Неутомимый Чубаков отправился в Чирей-Юрт, буквально растворившись среди деревьев.

. . .


Поначалу Оксана пыталась отсчитывать секунды с того момента, как её похитители тронули лошадей, но где-то на второй тысяче сбилась со счёта и оставила эту затею. Немного повозившись, ей удалось сносно устроиться на жёстком седле, но тряска была столь ощутимой, что она полностью потеряла чувство времени. Сколько её везли - полчаса или целую вечность? Кровь начала приливать к свешивающейся вниз и болтавшейся как у китайского болванчика голове, и Оксана подумала о мучительной и растянутой на часы смерти повешенных вниз головой.

Вскоре она уловила запах жилища, вернее многообразие запахов: немного пьянящий аромат созревших фруктов, запах дыма домашнего очага и ещё чего-то, неуловимо напоминавшего, что здесь давно живут люди.

Лошадь остановилась и Оксану, отвязав от седла, не особо церемонясь сбросили на жёсткую землю. Потом, грубо подхватив, опять куда-то несли, вновь падение и, наконец, с головы сорвали мешок. Жмуриться не пришлось, потому что вокруг была полутьма. Оксана обнаружила себя сидящей на земляном полу в какой-то комнате без окон. Тусклый свет лился из дверного проёма, у которого стояли два кривоногих горца и в четыре карих глаза разглядывали её. Папаха с головы оказалась сорвана вместе с мешком и Оксанины короткие светлые волосы в беспорядке рассыпались, закрыв лицо.

- Урус-баба! - показал один на Оксану грязным пальцем и оба абрека затараторили что-то на своём гортанном языке.

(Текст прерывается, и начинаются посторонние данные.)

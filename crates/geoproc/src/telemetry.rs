use std::env;

use anyhow::Result;
use opentelemetry::{global, KeyValue};
use opentelemetry_sdk::{
    propagation::TraceContextPropagator,
    resource::Resource,
    runtime::Tokio,
    trace::{self, Sampler},
};
use tracing::{info, warn};
use tracing_opentelemetry::OpenTelemetryLayer;
use tracing_subscriber::{layer::SubscriberExt, util::SubscriberInitExt, EnvFilter};

type Registry = tracing_subscriber::registry::Registry;

const SAMPLING_RATE_VAR: &str = "GEOPROC_OTEL_SAMPLING_RATE";

#[derive(Debug)]
pub struct TelemetryGuard {
    tracer_installed: bool,
}

impl Drop for TelemetryGuard {
    fn drop(&mut self) {
        if self.tracer_installed {
            global::shutdown_tracer_provider();
        }
    }
}

/// Installs console logging filtered by `RUST_LOG` (default `info`). Spans
/// are exported over OTLP only when a positive sampling rate is configured.
pub fn init(service_name: &str) -> Result<TelemetryGuard> {
    let filter = EnvFilter::try_from_default_env().unwrap_or_else(|_| EnvFilter::new("info"));
    let (sampling_rate, sampling_warning) =
        parse_sampling_rate(env::var(SAMPLING_RATE_VAR).ok().as_deref());

    let (otel_layer, otel_error) = match build_otel_layer(service_name, sampling_rate) {
        Ok(layer) => (layer, None),
        Err(error) => (None, Some(error)),
    };
    let guard = TelemetryGuard {
        tracer_installed: otel_layer.is_some(),
    };

    tracing_subscriber::registry()
        .with(otel_layer)
        .with(filter)
        .with(tracing_subscriber::fmt::layer())
        .init();

    if let Some(message) = sampling_warning {
        warn!("{message}");
    }

    if let Some(error) = otel_error {
        warn!(%error, "failed to initialize OTEL exporter; continuing with console logs only");
    }

    info!(sampling_rate, "telemetry sampling configured");

    Ok(guard)
}

fn build_otel_layer(
    service_name: &str,
    sampling_rate: f64,
) -> Result<Option<OpenTelemetryLayer<Registry, trace::Tracer>>> {
    if sampling_rate <= 0.0 {
        return Ok(None);
    }

    global::set_text_map_propagator(TraceContextPropagator::new());

    let exporter = opentelemetry_otlp::new_exporter().tonic();
    let tracer = opentelemetry_otlp::new_pipeline()
        .tracing()
        .with_trace_config(
            trace::Config::default()
                .with_sampler(Sampler::TraceIdRatioBased(sampling_rate))
                .with_resource(Resource::new(vec![KeyValue::new(
                    "service.name",
                    service_name.to_string(),
                )])),
        )
        .with_exporter(exporter)
        .install_batch(Tokio)?;

    Ok(Some(tracing_opentelemetry::layer().with_tracer(tracer)))
}

/// Plan runs are short-lived batch jobs, so export is off unless asked for.
pub fn parse_sampling_rate(raw: Option<&str>) -> (f64, Option<String>) {
    let Some(value) = raw else {
        return (0.0, None);
    };

    let trimmed = value.trim();
    if trimmed.is_empty() {
        return (
            0.0,
            Some(format!("{SAMPLING_RATE_VAR} is empty; tracing export disabled")),
        );
    }

    match trimmed.parse::<f64>() {
        Ok(parsed) if (0.0..=1.0).contains(&parsed) => (parsed, None),
        Ok(parsed) => {
            let clamped = parsed.clamp(0.0, 1.0);
            (
                clamped,
                Some(format!(
                    "{SAMPLING_RATE_VAR}={trimmed} outside 0.0..=1.0; clamped to {clamped}"
                )),
            )
        }
        Err(_) => (
            0.0,
            Some(format!(
                "{SAMPLING_RATE_VAR}='{trimmed}' is not a valid float; tracing export disabled"
            )),
        ),
    }
}

#[cfg(test)]
mod tests {
    use super::parse_sampling_rate;

    #[test]
    fn export_disabled_by_default() {
        assert_eq!(parse_sampling_rate(None), (0.0, None));
    }

    #[test]
    fn parse_valid_sampling_rate() {
        assert_eq!(parse_sampling_rate(Some("0.25")), (0.25, None));
        assert_eq!(parse_sampling_rate(Some("1")), (1.0, None));
    }

    #[test]
    fn parse_out_of_bounds_sampling_rate() {
        let (rate, warning) = parse_sampling_rate(Some("1.5"));
        assert_eq!(rate, 1.0);
        assert!(warning
            .unwrap()
            .contains("GEOPROC_OTEL_SAMPLING_RATE=1.5 outside 0.0..=1.0"));
    }

    #[test]
    fn parse_invalid_sampling_rate() {
        let (rate, warning) = parse_sampling_rate(Some("abc"));
        assert_eq!(rate, 0.0);
        assert!(warning
            .unwrap()
            .contains("GEOPROC_OTEL_SAMPLING_RATE='abc' is not a valid float"));
    }

    #[test]
    fn parse_empty_sampling_rate() {
        let (rate, warning) = parse_sampling_rate(Some("   "));
        assert_eq!(rate, 0.0);
        assert!(warning.unwrap().contains("is empty"));
    }
}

По наличию цокающих и шипящих звуков Оксана догадалась, что говорят они по-чеченски, и пожалела, что не выучила в своё время этот язык. Горцы, продолжая спорить, вышли из помещения, не забыв закрыть за собой дверь, и она оказалась почти в полной темноте, лишь еле заметный свет пробивался сквозь кое-как сбитые дверные доски.

- Уроды! - бросила им вслед Оксана.

Злилась она в первую очередь на себя. Ей, офицеру спецслужбы, так глупо попасться! Спеленали, как овцу. Расслабились вы, товарищ старший лейтенант, совсем расслабились! Пару раз сударыней назвали и всё, почувствовала себя женщиной с большой буквы, тургеневской барышней! А вот сейчас тебя на турецкий базар свезут, и станешь ты младшей женой у какого-нибудь аги.

Оксана осмотрела дверь. Может, вышибить её к чёртовой матери, и попробовать пробиться в лес? Кое-чему её всё-таки в Центре научили. Она уже примерилась для сокрушительного маэ-гери, как послышались шаги и дверь, не подозревавшая о готовящейся ей участи, вновь открылась. Перед дверью стояли уже несколько мужчин, впереди те же двое кривоногих и аксакал, который с какой-то тоской смотрел на неё. Все трое опять энергично заговорили, полностью игнорируя пленницу.

Тоска, которую приметила Оксана в глазах старого Пензуллы, была понятна. Опять горячая и жадная до подвигов молодёжь джигитует, а расплачиваться потом придётся всему аулу. Раньше искали защиты у имама, да и то, не счесть сколько раз бросали свои жилища и уходили в горы, а вернувшись, начинали всё сызнова. Теперь имам в русском плену и кто защитит их аул? А в том, что русские не оставят безнаказанной кражу их женщины, старый Пензулла не сомневался. Благодаря постоянному метанию от Шамиля к русским, старейшине удалось сохранить Чирей-Юрт все эти годы, полные битв и испытаний, посланных Всевышним. Шестнадцать лет назад он сам, во главе своих джигитов, пришёл на помощь имаму под Дарго и сражался с русскими, как настоящий нохчэ. Но русские сильны, у них много воинов и если уж Шамиль побеждён ими, то что говорить о его земляках, которых вместе с женщинами и детьми едва наберётся три сотни.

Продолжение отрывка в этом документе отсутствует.